Study and learn is the real answer:
Study this comprehensive laser safety web site for excellent expert advice and information on all aspects of laser safety: https://www.laserpointersafety.com/
Study also this web site: https://www.lasersafetyfacts.com/classes-menu.html

Can a 3W blue laser damage your eyes?

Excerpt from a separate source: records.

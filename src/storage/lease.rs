//! Time-boxed advisory leases.
//!
//! A lease is a named row holding a token and an expiry. A lease whose expiry
//! has passed is treated as absent, so a crashed session frees itself once
//! the TTL runs out.

use std::sync::Arc;
use std::time::Duration;

use rand::distr::Alphanumeric;
use rand::Rng;
use sqlx::SqlitePool;

use crate::clock::Clock;
use crate::config::SESSION_TOKEN_LENGTH;
use crate::error_handling::DatabaseError;

/// Fresh alphanumeric session token.
pub fn new_token() -> String {
    rand::rng()
        .sample_iter(&Alphanumeric)
        .take(SESSION_TOKEN_LENGTH)
        .map(char::from)
        .collect()
}

pub struct LeaseStore {
    pool: Arc<SqlitePool>,
    clock: Arc<dyn Clock>,
}

impl LeaseStore {
    pub fn new(pool: Arc<SqlitePool>, clock: Arc<dyn Clock>) -> Self {
        Self { pool, clock }
    }

    /// Token of the live lease named `name`, if any.
    pub async fn live(&self, name: &str) -> Result<Option<String>, DatabaseError> {
        let token: Option<String> = sqlx::query_scalar(
            "SELECT token FROM leases WHERE name = ? AND expires_at_ms > ?",
        )
        .bind(name)
        .bind(self.clock.now_ms())
        .fetch_optional(self.pool.as_ref())
        .await?;
        Ok(token)
    }

    /// Takes the lease only if nobody holds a live one. Returns whether it was taken.
    pub async fn try_acquire(
        &self,
        name: &str,
        token: &str,
        ttl: Duration,
    ) -> Result<bool, DatabaseError> {
        let now = self.clock.now_ms();
        let result = sqlx::query(
            "INSERT INTO leases (name, token, expires_at_ms) VALUES (?, ?, ?)
             ON CONFLICT(name) DO UPDATE SET
                token = excluded.token,
                expires_at_ms = excluded.expires_at_ms
             WHERE leases.expires_at_ms <= ?",
        )
        .bind(name)
        .bind(token)
        .bind(now + ttl.as_millis() as i64)
        .bind(now)
        .execute(self.pool.as_ref())
        .await?;
        Ok(result.rows_affected() > 0)
    }

    /// Sets (or extends) the lease unconditionally.
    pub async fn refresh(&self, name: &str, token: &str, ttl: Duration) -> Result<(), DatabaseError> {
        sqlx::query(
            "INSERT INTO leases (name, token, expires_at_ms) VALUES (?, ?, ?)
             ON CONFLICT(name) DO UPDATE SET
                token = excluded.token,
                expires_at_ms = excluded.expires_at_ms",
        )
        .bind(name)
        .bind(token)
        .bind(self.clock.now_ms() + ttl.as_millis() as i64)
        .execute(self.pool.as_ref())
        .await?;
        Ok(())
    }

    pub async fn release(&self, name: &str) -> Result<(), DatabaseError> {
        sqlx::query("DELETE FROM leases WHERE name = ?")
            .bind(name)
            .execute(self.pool.as_ref())
            .await?;
        Ok(())
    }
}

#[cfg(test)]
mod tests {
    use super::*;
    use crate::clock::ManualClock;
    use crate::storage::test_helpers::create_test_pool;

    async fn store() -> (LeaseStore, Arc<ManualClock>) {
        let clock = Arc::new(ManualClock::new(1_000_000));
        let pool = Arc::new(create_test_pool().await);
        (LeaseStore::new(pool, clock.clone()), clock)
    }

    #[tokio::test]
    async fn test_acquire_blocks_second_holder_until_expiry() {
        let (leases, clock) = store().await;
        let ttl = Duration::from_secs(60);

        assert!(leases.try_acquire("scan", "aaa", ttl).await.unwrap());
        assert!(!leases.try_acquire("scan", "bbb", ttl).await.unwrap());
        assert_eq!(leases.live("scan").await.unwrap().as_deref(), Some("aaa"));

        clock.advance(Duration::from_secs(61));
        assert_eq!(leases.live("scan").await.unwrap(), None);
        assert!(leases.try_acquire("scan", "bbb", ttl).await.unwrap());
        assert_eq!(leases.live("scan").await.unwrap().as_deref(), Some("bbb"));
    }

    #[tokio::test]
    async fn test_refresh_extends_and_release_clears() {
        let (leases, clock) = store().await;
        let ttl = Duration::from_secs(60);
        leases.refresh("bulk", "tok", ttl).await.unwrap();

        clock.advance(Duration::from_secs(45));
        leases.refresh("bulk", "tok", ttl).await.unwrap();
        clock.advance(Duration::from_secs(45));
        assert_eq!(leases.live("bulk").await.unwrap().as_deref(), Some("tok"));

        leases.release("bulk").await.unwrap();
        assert_eq!(leases.live("bulk").await.unwrap(), None);
    }

    #[tokio::test]
    async fn test_leases_are_independent_by_name() {
        let (leases, _clock) = store().await;
        let ttl = Duration::from_secs(60);
        assert!(leases.try_acquire("scan", "a", ttl).await.unwrap());
        assert!(leases.try_acquire("bulk", "b", ttl).await.unwrap());
    }

    #[test]
    fn test_new_token_is_alphanumeric() {
        let a = new_token();
        assert_eq!(a.len(), SESSION_TOKEN_LENGTH);
        assert!(a.chars().all(|c| c.is_ascii_alphanumeric()));
        assert_ne!(a, new_token());
    }
}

See what happened to one careful member in less tha 0.25 seconds/a split second with a 1W blue laser here:: https://laserpointerforums.com/threads/hit-in-eye-with-1000mw-445nm-blue-laser.69469/
What do you want people to say beyond no eye protection is no eye protection and you take your chances with whatever you do and whatever happens for whatever reasons accidental or on purpose if you are not wearing laser glasses/goggles.

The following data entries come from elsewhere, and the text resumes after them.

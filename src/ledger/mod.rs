//! Issue ledger.
//!
//! Durable log of link findings. At most one pending and one resolved entry
//! exist per (document, URL fingerprint); the unique index enforces it and
//! inserts that would violate it are silently dropped.

mod models;

use std::sync::Arc;

use sqlx::sqlite::SqliteRow;
use sqlx::{Row, SqlitePool};

use crate::clock::Clock;
use crate::config::{BROKEN_STATUS_THRESHOLD, ISSUES_PER_PAGE, MAX_STATUS_MESSAGE_LENGTH};
use crate::error_handling::DatabaseError;

pub use models::{
    fingerprint, IssueView, LinkIssue, NewIssue, Page, Resolution, ResolutionStatus,
    ResolvedScope, SortOrder,
};

const ISSUE_COLUMNS: &str = "id, document_id, original_url, url_fingerprint, final_url, http_status, \
     status_message, resolution_status, scan_date_ms, resolution_date_ms, resolved_by";

/// Predicate for pending entries that carry a known fix.
const RESOLVABLE_PREDICATE: &str =
    "resolution_status = 'pending' AND final_url <> '' AND (http_status < ? OR http_status IS NULL)";

fn truncate_message(message: &str) -> String {
    message.chars().take(MAX_STATUS_MESSAGE_LENGTH).collect()
}

fn row_to_issue(row: &SqliteRow) -> Result<LinkIssue, DatabaseError> {
    let status: String = row.get("resolution_status");
    Ok(LinkIssue {
        id: row.get("id"),
        document_id: row.get("document_id"),
        original_url: row.get("original_url"),
        url_fingerprint: row.get("url_fingerprint"),
        final_url: row.get("final_url"),
        http_status: row.get("http_status"),
        status_message: row.get("status_message"),
        resolution_status: status.parse().map_err(DatabaseError::Corrupt)?,
        scan_date_ms: row.get("scan_date_ms"),
        resolution_date_ms: row.get("resolution_date_ms"),
        resolved_by: row.get("resolved_by"),
    })
}

pub struct Ledger {
    pool: Arc<SqlitePool>,
    clock: Arc<dyn Clock>,
}

impl Ledger {
    pub fn new(pool: Arc<SqlitePool>, clock: Arc<dyn Clock>) -> Self {
        Self { pool, clock }
    }

    /// Inserts `issue` unless an entry with the same document, fingerprint
    /// and status exists. Returns whether a row was written.
    pub async fn record_issue(&self, issue: &NewIssue) -> Result<bool, DatabaseError> {
        let now = self.clock.now_ms();
        let resolution_date = (issue.resolution_status == ResolutionStatus::Resolved).then_some(now);
        let result = sqlx::query(
            "INSERT INTO link_issues (
                document_id, original_url, url_fingerprint, final_url, http_status,
                status_message, resolution_status, scan_date_ms, resolution_date_ms, resolved_by
            ) VALUES (?, ?, ?, ?, ?, ?, ?, ?, ?, ?)
            ON CONFLICT(document_id, url_fingerprint, resolution_status) DO NOTHING",
        )
        .bind(issue.document_id)
        .bind(&issue.original_url)
        .bind(fingerprint(&issue.original_url))
        .bind(&issue.final_url)
        .bind(issue.http_status)
        .bind(truncate_message(&issue.status_message))
        .bind(issue.resolution_status.as_str())
        .bind(now)
        .bind(resolution_date)
        .bind(issue.resolved_by)
        .execute(self.pool.as_ref())
        .await?;
        Ok(result.rows_affected() > 0)
    }

    pub async fn get(&self, id: i64) -> Result<Option<LinkIssue>, DatabaseError> {
        let row = sqlx::query(&format!("SELECT {ISSUE_COLUMNS} FROM link_issues WHERE id = ?"))
            .bind(id)
            .fetch_optional(self.pool.as_ref())
            .await?;
        row.as_ref().map(row_to_issue).transpose()
    }

    pub async fn find_pending(&self, id: i64) -> Result<Option<LinkIssue>, DatabaseError> {
        Ok(self
            .get(id)
            .await?
            .filter(|issue| issue.resolution_status == ResolutionStatus::Pending))
    }

    /// Pending entry with status >= 400.
    pub async fn find_broken(&self, id: i64) -> Result<Option<LinkIssue>, DatabaseError> {
        Ok(self.get(id).await?.filter(LinkIssue::is_broken))
    }

    /// Flips a pending entry to resolved. Returns false when `id` is not pending.
    ///
    /// A previously resolved entry for the same document and link is replaced,
    /// keeping a single resolved row per pair.
    pub async fn mark_resolved(
        &self,
        id: i64,
        resolution: &Resolution,
    ) -> Result<bool, DatabaseError> {
        let now = self.clock.now_ms();
        let mut tx = self.pool.begin().await?;

        let key: Option<(i64, String)> = sqlx::query_as(
            "SELECT document_id, url_fingerprint FROM link_issues WHERE id = ? AND resolution_status = 'pending'",
        )
        .bind(id)
        .fetch_optional(&mut *tx)
        .await?;
        let Some((document_id, url_fingerprint)) = key else {
            return Ok(false);
        };

        // One resolved row per link: the newer resolution replaces the older one.
        sqlx::query(
            "DELETE FROM link_issues
             WHERE document_id = ? AND url_fingerprint = ? AND resolution_status = 'resolved'",
        )
        .bind(document_id)
        .bind(&url_fingerprint)
        .execute(&mut *tx)
        .await?;

        sqlx::query(
            "UPDATE link_issues SET
                resolution_status = 'resolved',
                resolution_date_ms = ?,
                final_url = COALESCE(?, final_url),
                http_status = COALESCE(?, http_status),
                status_message = ?,
                resolved_by = ?
             WHERE id = ?",
        )
        .bind(now)
        .bind(resolution.final_url.as_deref())
        .bind(resolution.status_override)
        .bind(truncate_message(&resolution.message))
        .bind(resolution.actor_id)
        .bind(id)
        .execute(&mut *tx)
        .await?;

        tx.commit().await?;
        Ok(true)
    }

    /// Keeps an entry pending with a new candidate URL and first-hop status.
    pub async fn flag_pending_redirect(
        &self,
        id: i64,
        final_url: &str,
        first_hop: i64,
        message: &str,
    ) -> Result<bool, DatabaseError> {
        let result = sqlx::query(
            "UPDATE link_issues SET
                final_url = ?,
                http_status = ?,
                resolution_status = 'pending',
                status_message = ?,
                resolution_date_ms = NULL,
                resolved_by = 0
             WHERE id = ? AND resolution_status = 'pending'",
        )
        .bind(final_url)
        .bind(first_hop)
        .bind(truncate_message(message))
        .bind(id)
        .execute(self.pool.as_ref())
        .await?;
        Ok(result.rows_affected() > 0)
    }

    /// Pending entries below 400 (redirects) or at/above it (broken).
    pub async fn count_pending(&self, status_below_400: bool) -> Result<i64, DatabaseError> {
        let sql = if status_below_400 {
            "SELECT COUNT(id) FROM link_issues WHERE resolution_status = 'pending' AND (http_status < ? OR http_status IS NULL)"
        } else {
            "SELECT COUNT(id) FROM link_issues WHERE resolution_status = 'pending' AND http_status >= ?"
        };
        let count: i64 = sqlx::query_scalar(sql)
            .bind(i64::from(BROKEN_STATUS_THRESHOLD))
            .fetch_one(self.pool.as_ref())
            .await?;
        Ok(count)
    }

    /// Pending redirects with a known final URL.
    pub async fn count_resolvable(&self) -> Result<i64, DatabaseError> {
        let count: i64 = sqlx::query_scalar(&format!(
            "SELECT COUNT(id) FROM link_issues WHERE {RESOLVABLE_PREDICATE}"
        ))
        .bind(i64::from(BROKEN_STATUS_THRESHOLD))
        .fetch_one(self.pool.as_ref())
        .await?;
        Ok(count)
    }

    /// Up to `limit` resolvable entries with `id > cursor`, ascending.
    pub async fn resolvable_after(
        &self,
        cursor: i64,
        limit: usize,
    ) -> Result<Vec<LinkIssue>, DatabaseError> {
        let rows = sqlx::query(&format!(
            "SELECT {ISSUE_COLUMNS} FROM link_issues WHERE {RESOLVABLE_PREDICATE} AND id > ? ORDER BY id ASC LIMIT ?"
        ))
        .bind(i64::from(BROKEN_STATUS_THRESHOLD))
        .bind(cursor)
        .bind(limit as i64)
        .fetch_all(self.pool.as_ref())
        .await?;
        rows.iter().map(row_to_issue).collect()
    }

    /// One page of a ledger view. `last_started_ms` anchors the resolved scopes;
    /// without it every scope reads as `All`.
    pub async fn page(
        &self,
        view: IssueView,
        page: u32,
        order: SortOrder,
        last_started_ms: Option<i64>,
    ) -> Result<Page<LinkIssue>, DatabaseError> {
        let threshold = i64::from(BROKEN_STATUS_THRESHOLD);
        let (predicate, order_column, bind): (&str, &str, Option<i64>) = match view {
            IssueView::Resolved(scope) => {
                let base = "resolution_status = 'resolved'";
                match (scope, last_started_ms) {
                    (ResolvedScope::Current, Some(ts)) => (
                        "resolution_status = 'resolved' AND resolution_date_ms IS NOT NULL AND resolution_date_ms >= ?",
                        "resolution_date_ms",
                        Some(ts),
                    ),
                    (ResolvedScope::Previous, Some(ts)) => (
                        "resolution_status = 'resolved' AND (resolution_date_ms IS NULL OR resolution_date_ms < ?)",
                        "resolution_date_ms",
                        Some(ts),
                    ),
                    _ => (base, "resolution_date_ms", None),
                }
            }
            IssueView::PendingRedirect => (
                "resolution_status = 'pending' AND (http_status < ? OR http_status IS NULL)",
                "scan_date_ms",
                Some(threshold),
            ),
            IssueView::Broken => (
                "resolution_status = 'pending' AND http_status >= ?",
                "scan_date_ms",
                Some(threshold),
            ),
        };

        let page = page.max(1);
        let offset = i64::from(page - 1) * i64::from(ISSUES_PER_PAGE);

        let count_sql = format!("SELECT COUNT(id) FROM link_issues WHERE {predicate}");
        let mut count_query = sqlx::query_scalar::<_, i64>(&count_sql);
        if let Some(value) = bind {
            count_query = count_query.bind(value);
        }
        let total_items = count_query.fetch_one(self.pool.as_ref()).await?;

        let dir = order.as_sql();
        let sql = format!(
            "SELECT {ISSUE_COLUMNS} FROM link_issues WHERE {predicate} ORDER BY {order_column} {dir}, id {dir} LIMIT ? OFFSET ?"
        );
        let mut query = sqlx::query(&sql);
        if let Some(value) = bind {
            query = query.bind(value);
        }
        let rows = query
            .bind(i64::from(ISSUES_PER_PAGE))
            .bind(offset)
            .fetch_all(self.pool.as_ref())
            .await?;
        let items = rows.iter().map(row_to_issue).collect::<Result<Vec<_>, _>>()?;

        let per_page = i64::from(ISSUES_PER_PAGE);
        Ok(Page {
            items,
            page,
            per_page: ISSUES_PER_PAGE,
            total_items,
            total_pages: (total_items + per_page - 1) / per_page,
        })
    }

    pub async fn page_resolved(
        &self,
        scope: ResolvedScope,
        page: u32,
        order: SortOrder,
        last_started_ms: Option<i64>,
    ) -> Result<Page<LinkIssue>, DatabaseError> {
        self.page(IssueView::Resolved(scope), page, order, last_started_ms)
            .await
    }

    /// Pending entries split on the 400 threshold: `broken` selects >= 400.
    pub async fn page_unresolved(
        &self,
        broken: bool,
        page: u32,
        order: SortOrder,
    ) -> Result<Page<LinkIssue>, DatabaseError> {
        let view = if broken {
            IssueView::Broken
        } else {
            IssueView::PendingRedirect
        };
        self.page(view, page, order, None).await
    }

    /// Deletes every resolved entry. Returns the number removed.
    pub async fn clear_resolved(&self) -> Result<u64, DatabaseError> {
        let result = sqlx::query("DELETE FROM link_issues WHERE resolution_status = 'resolved'")
            .execute(self.pool.as_ref())
            .await?;
        Ok(result.rows_affected())
    }
}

Wearing appropriate laser safety goggles protects your eyes from accidental or on purpose permanent eye damage due to not knowing what you are doing ---whatever else you do is risk to one degree or another --an accident looking for a place to happen and possibility of permanent eye damage.

Is it safe to point in the sky without goggles.
Yes it is 100% safe if you don't damage your eyes in the process. Is that what you want to hear?
Ask a stupid question get a stupid answer. Pointing in the sky is "safe" if there are no aircraft or are pointing in aircraft fight paths anywhere even near where you are pointing in the sky otherwise you risk arrest and serious fines, especially if you hit an aircraft.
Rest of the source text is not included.